More time is likely to be spent in preparing this section of the prospectus, which will be under increased scrutiny. The real impact will be seen once the FCA's new approach to risk factors becomes clear.

  • Annexes – The Annexes which formed part of the previous Prospectus Regulation, and which governed the content of prospectuses, have also been repealed and replaced. Although the Annexes have been rewritten, there are not many substantive differences. Annex 1 is the new Annex for the registration document for shares, Annex 11 for the securities note and Annex 20 for pro forma financial information.
  • Profit forecasts – A prospectus containing a profit forecast no longer has to include an auditor's report. However, given that a prospectus has to include a statement that the forecast has been prepared on a basis that is comparable with the historical financial information and consistent with the issuer's accounting policies, we expect that sponsors will continue to seek comfort from auditors, albeit on a private basis. In this respect we anticipate that practice will largely follow that underpinning working capital statements.

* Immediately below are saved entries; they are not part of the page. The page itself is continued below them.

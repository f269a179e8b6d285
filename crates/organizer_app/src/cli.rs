use std::path::PathBuf;

use clap::Parser;

use crate::config::Config;

/// Transform OPML podcast subscriptions into an organized Markdown document.
///
/// Without --no-ai, podcasts are grouped into categories and tagged by the
/// configured AI provider.
#[derive(Parser, Debug, Clone)]
#[command(name = "podcast-organizer", version, about)]
pub struct Cli {
    /// OPML subscription export to read
    pub input: PathBuf,

    /// Output Markdown file (overrides config)
    #[arg(short, long, value_name = "PATH")]
    pub output: Option<PathBuf>,

    /// Only process the first N podcasts
    #[arg(long, value_name = "N")]
    pub limit: Option<usize>,

    /// Per-feed fetch timeout in seconds (overrides config)
    #[arg(long, value_name = "SECS", allow_negative_numbers = true)]
    pub timeout: Option<i64>,

    /// Maximum number of feeds fetched at once (overrides config)
    #[arg(long, value_name = "N", allow_negative_numbers = true)]
    pub max_concurrent: Option<i64>,

    /// AI provider: claude or openai (overrides config)
    #[arg(long, value_name = "NAME")]
    pub provider: Option<String>,

    /// Model name for the selected provider (overrides config)
    #[arg(long, value_name = "NAME")]
    pub model: Option<String>,

    /// Skip AI enrichment and write the basic document
    #[arg(long)]
    pub no_ai: bool,

    /// Show per-feed progress and failure details
    #[arg(short, long)]
    pub verbose: bool,

    /// Parse and fetch but do not write any file
    #[arg(long)]
    pub dry_run: bool,

    /// Configuration file (default: ./.podcast-organizer.yaml, then ~/.podcast-organizer.yaml)
    #[arg(short, long, value_name = "PATH")]
    pub config: Option<PathBuf>,

    /// Also write an enrichment summary as JSON
    #[arg(long, value_name = "PATH")]
    pub report: Option<PathBuf>,

    /// Mirror diagnostic logs into this file
    #[arg(long, value_name = "PATH")]
    pub log_file: Option<PathBuf>,
}

impl Cli {
    /// Flags win over the file and the environment.
    pub fn apply_overrides(&self, config: &mut Config) {
        if let Some(output) = &self.output {
            config.output.default_file = output.clone();
        }
        if let Some(timeout) = self.timeout {
            config.fetching.timeout = timeout;
        }
        if let Some(max_concurrent) = self.max_concurrent {
            config.fetching.max_concurrent = max_concurrent;
        }
        if let Some(provider) = &self.provider {
            config.ai.provider = provider.trim().to_lowercase();
        }
        if let Some(model) = &self.model {
            config.ai.model = Some(model.clone());
        }
    }
}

  • Operating Financial Review (“OFR”) – The requirements have been amended to align with the management report requirements set out in the EU Accounting Directive and make it easier for issuers to incorporate by reference their management report to meet many aspects of the Prospectus Regulation’s OFR disclosure requirements. It remains to be seen if issuers will adopt this practice.

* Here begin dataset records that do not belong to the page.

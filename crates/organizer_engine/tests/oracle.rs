use std::time::Duration;

use organizer_core::{FeedMetadata, FeedReference, PodcastRecord};
use organizer_engine::oracle::{AnthropicOracle, OpenAiOracle};
use organizer_engine::{create_oracle, ConfigError, Oracle, OracleError, OracleSettings, ProviderKind};
use pretty_assertions::assert_eq;
use serde_json::json;
use wiremock::matchers::{body_partial_json, header, method, path};
use wiremock::{Mock, MockServer, ResponseTemplate};

fn record(title: &str) -> PodcastRecord {
    PodcastRecord::fetched(
        &FeedReference::new(title, format!("https://feeds.test/{title}")),
        FeedMetadata {
            title: title.to_string(),
            description: Some(format!("All about {title}")),
            ..FeedMetadata::default()
        },
    )
}

fn anthropic_text(text: &str) -> ResponseTemplate {
    ResponseTemplate::new(200).set_body_json(json!({
        "id": "msg_1",
        "type": "message",
        "role": "assistant",
        "content": [{ "type": "text", "text": text }]
    }))
}

fn openai_text(text: &str) -> ResponseTemplate {
    ResponseTemplate::new(200).set_body_json(json!({
        "id": "chatcmpl-1",
        "choices": [{ "index": 0, "message": { "role": "assistant", "content": text } }]
    }))
}

fn anthropic(server: &MockServer) -> AnthropicOracle {
    AnthropicOracle::new("test-key", None, Duration::from_secs(5))
        .expect("client")
        .with_base_url(&server.uri())
}

fn openai(server: &MockServer) -> OpenAiOracle {
    OpenAiOracle::new("test-key", Some("gpt-test".into()), Duration::from_secs(5))
        .expect("client")
        .with_base_url(&server.uri())
}

#[tokio::test]
async fn anthropic_sends_headers_and_strips_fenced_answer() {
    let server = MockServer::start().await;
    Mock::given(method("POST"))
        .and(path("/v1/messages"))
        .and(header("x-api-key", "test-key"))
        .and(header("anthropic-version", "2023-06-01"))
        .and(body_partial_json(json!({ "model": "claude-3-5-sonnet-20241022" })))
        .respond_with(anthropic_text(
            "```json\n{\"categories\": {\"Science\": [1], \"Technology\": [0]}}\n```",
        ))
        .expect(1)
        .mount(&server)
        .await;

    let oracle = anthropic(&server);
    let categorization = oracle
        .categorize(&[record("Vergecast"), record("Radiolab")])
        .await
        .expect("categorized");

    assert_eq!(oracle.name(), "claude");
    assert_eq!(categorization.categories["Technology"], vec![0]);
    assert_eq!(categorization.categories["Science"], vec![1]);
}

#[tokio::test]
async fn openai_uses_bearer_auth_and_json_mode() {
    let server = MockServer::start().await;
    Mock::given(method("POST"))
        .and(path("/v1/chat/completions"))
        .and(header("authorization", "Bearer test-key"))
        .and(body_partial_json(json!({
            "model": "gpt-test",
            "response_format": { "type": "json_object" }
        })))
        .respond_with(openai_text(
            "{\"tags\": {\"0\": [\"tech\", \"news\"]}, \"descriptions\": {\"0\": \"Tech news.\"}}",
        ))
        .expect(1)
        .mount(&server)
        .await;

    let oracle = openai(&server);
    let batch = oracle.generate_tags_batched(&[record("Vergecast")], 25).await;

    assert_eq!(oracle.name(), "openai");
    assert_eq!(batch.failed_batches, 0);
    assert_eq!(batch.tags[&0], vec!["tech".to_string(), "news".to_string()]);
    assert_eq!(batch.descriptions[&0], "Tech news.");
}

#[tokio::test]
async fn api_error_status_propagates_from_categorize() {
    let server = MockServer::start().await;
    Mock::given(method("POST"))
        .and(path("/v1/messages"))
        .respond_with(ResponseTemplate::new(429).set_body_string("rate limited"))
        .mount(&server)
        .await;

    let err = anthropic(&server)
        .categorize(&[record("Vergecast")])
        .await
        .expect_err("should fail");

    match err {
        OracleError::Api { status, body } => {
            assert_eq!(status, 429);
            assert_eq!(body, "rate limited");
        }
        other => panic!("unexpected error: {other}"),
    }
}

#[tokio::test]
async fn prose_answer_is_a_malformed_categorization() {
    let server = MockServer::start().await;
    Mock::given(method("POST"))
        .and(path("/v1/chat/completions"))
        .respond_with(openai_text("Sorry, I cannot help with that."))
        .mount(&server)
        .await;

    let err = openai(&server)
        .categorize(&[record("Vergecast")])
        .await
        .expect_err("should fail");
    assert!(matches!(err, OracleError::MalformedResponse(_)), "{err}");
}

#[tokio::test]
async fn missing_choice_content_is_empty_response() {
    let server = MockServer::start().await;
    Mock::given(method("POST"))
        .and(path("/v1/chat/completions"))
        .respond_with(ResponseTemplate::new(200).set_body_json(json!({ "choices": [] })))
        .mount(&server)
        .await;

    let err = openai(&server).complete("hello").await.expect_err("empty");
    assert!(matches!(err, OracleError::EmptyResponse));
}

#[tokio::test]
async fn anthropic_concatenates_text_blocks() {
    let server = MockServer::start().await;
    Mock::given(method("POST"))
        .and(path("/v1/messages"))
        .respond_with(ResponseTemplate::new(200).set_body_json(json!({
            "content": [
                { "type": "text", "text": "{\"categories\": " },
                { "type": "text", "text": "{\"News\": [0]}}" }
            ]
        })))
        .mount(&server)
        .await;

    let text = anthropic(&server).complete("hello").await.expect("text");
    assert_eq!(text, "{\"categories\": {\"News\": [0]}}");
}

#[test]
fn factory_requires_known_provider_and_key() {
    let unknown = OracleSettings {
        provider: "gemini".into(),
        ..OracleSettings::default()
    };
    assert!(matches!(
        create_oracle(&unknown),
        Err(ConfigError::UnknownProvider(name)) if name == "gemini"
    ));

    let keyless = OracleSettings {
        provider: "openai".into(),
        anthropic_api_key: Some("only-claude".into()),
        ..OracleSettings::default()
    };
    assert!(matches!(
        create_oracle(&keyless),
        Err(ConfigError::MissingCredential(ProviderKind::OpenAi))
    ));

    let blank = OracleSettings {
        anthropic_api_key: Some("   ".into()),
        ..OracleSettings::default()
    };
    assert!(matches!(
        create_oracle(&blank),
        Err(ConfigError::MissingCredential(ProviderKind::Claude))
    ));
}

#[test]
fn factory_builds_the_selected_backend() {
    let settings = OracleSettings {
        provider: " OpenAI ".into(),
        openai_api_key: Some("sk-test".into()),
        ..OracleSettings::default()
    };
    let oracle = create_oracle(&settings).expect("oracle");
    assert_eq!(oracle.name(), "openai");

    let settings = OracleSettings {
        anthropic_api_key: Some("sk-ant".into()),
        ..OracleSettings::default()
    };
    let oracle = create_oracle(&settings).expect("oracle");
    assert_eq!(oracle.name(), "claude");
}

  • Universal registration document or "URD" – a URD is a shelf document maintained by an issuer on an ongoing basis. It enables issuers to conduct an offering on an accelerated basis by using the URD together with a securities note. It is not anticipated that this will be commonly used in the UK but may be more popular in jurisdictions which already adopt a similar approach.

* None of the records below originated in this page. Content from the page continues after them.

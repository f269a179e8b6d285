use std::collections::BTreeMap;

use organizer_core::{
    apply_categorization, apply_tag_batch, partition_resolvable, Categorization, PodcastRecord,
    TagCoverage,
};
use organizer_logging::organizer_info;
use serde::Serialize;

use crate::oracle::{Oracle, OracleError, DEFAULT_TAG_BATCH_SIZE};

#[derive(Debug, Clone, Copy)]
pub struct EnrichOptions {
    pub tag_batch_size: usize,
}

impl Default for EnrichOptions {
    fn default() -> Self {
        Self {
            tag_batch_size: DEFAULT_TAG_BATCH_SIZE,
        }
    }
}

/// Summary of one enrichment call, written to disk on request.
#[derive(Debug, Clone, PartialEq, Eq, Default, Serialize)]
pub struct EnrichmentReport {
    pub provider: String,
    pub categories: BTreeMap<String, Vec<usize>>,
    pub categorized: usize,
    pub uncategorized: usize,
    pub tags: TagCoverage,
    pub failed_batches: usize,
}

#[derive(Debug, Clone)]
pub struct Enrichment {
    /// Resolvable records first, then unresolved ones, each in input order.
    pub records: Vec<PodcastRecord>,
    pub report: EnrichmentReport,
}

/// Categorize and tag every resolvable record.
///
/// Unresolved records pass through untouched. A categorize failure is
/// returned as-is; tag batch failures degrade to locally synthesized tags.
pub async fn enrich_records(
    records: Vec<PodcastRecord>,
    oracle: &dyn Oracle,
    options: &EnrichOptions,
) -> Result<Enrichment, OracleError> {
    let (mut resolvable, unresolved) = partition_resolvable(records);

    if resolvable.is_empty() {
        organizer_info!("no resolvable podcasts, skipping {}", oracle.name());
        return Ok(Enrichment {
            records: unresolved,
            report: EnrichmentReport {
                provider: oracle.name().to_string(),
                ..EnrichmentReport::default()
            },
        });
    }

    organizer_info!(
        "categorizing {} podcasts with {}",
        resolvable.len(),
        oracle.name()
    );
    let categorization: Categorization = oracle.categorize(&resolvable).await?;
    let categorized = apply_categorization(&mut resolvable, &categorization);
    organizer_info!(
        "{} categories, {} of {} podcasts categorized",
        categorization.categories.len(),
        categorized,
        resolvable.len()
    );

    let batch = oracle
        .generate_tags_batched(&resolvable, options.tag_batch_size)
        .await;
    let coverage = apply_tag_batch(&mut resolvable, &batch);
    organizer_info!(
        "tags: {} from {}, {} synthesized, {} untagged ({} failed batches)",
        coverage.oracle,
        oracle.name(),
        coverage.fallback,
        coverage.untagged,
        batch.failed_batches
    );

    let report = EnrichmentReport {
        provider: oracle.name().to_string(),
        uncategorized: resolvable.len() - categorized,
        categorized,
        categories: categorization.categories,
        tags: coverage,
        failed_batches: batch.failed_batches,
    };

    let mut records = resolvable;
    records.extend(unresolved);
    Ok(Enrichment { records, report })
}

  • New simplified disclosure regime for secondary issues – where its securities have been admitted to trading on a regulated market for at least 18 months, an issuer is now able to use a short-form prospectus to offer further shares, such as under a rights issue or open offer. Differences from a normal prospectus include the requirement to include only one year (as opposed to three years) of accounts, and the lack of requirement for an operating and financial review. This will generally not be used where there is any significant fundraising activity in the US and the prospectus will be expected to conform to general US disclosure standards. However, it is expected to be used for non-US fundraisings or those that include a small US offer to a limited number of large institutional investors in the US. The approach taken will depend on the size and nature of any US portion of the offer and the level of comfort on the prospectus disclosure required by the relevant banks involved.
  • EU Growth Prospectus for SMEs – there is a simplified disclosure regime for offers to the public, but not for admission to trading on a regulated market. This is intended to facilitate access to capital markets and reduce administrative costs of raising capital for smaller companies. Again, it remains to be seen how widely used this will be.
Implications for AIM issuers

Although AIM companies are only required to produce a prospectus when they make an offer to the public, the changes to the Annexes also affect the content of AIM admission documents. There is a new version of the AIM Rules for Companies which includes an updated Schedule 2 setting out the new contents requirements for admission documents, and a revised Prospectus Regulation - AIM Annex, with the usual colour coding indicating the provisions which are carved out. There are also other consequential changes to the AIM Rules for Companies. All the changes took effect on 21 July 2019.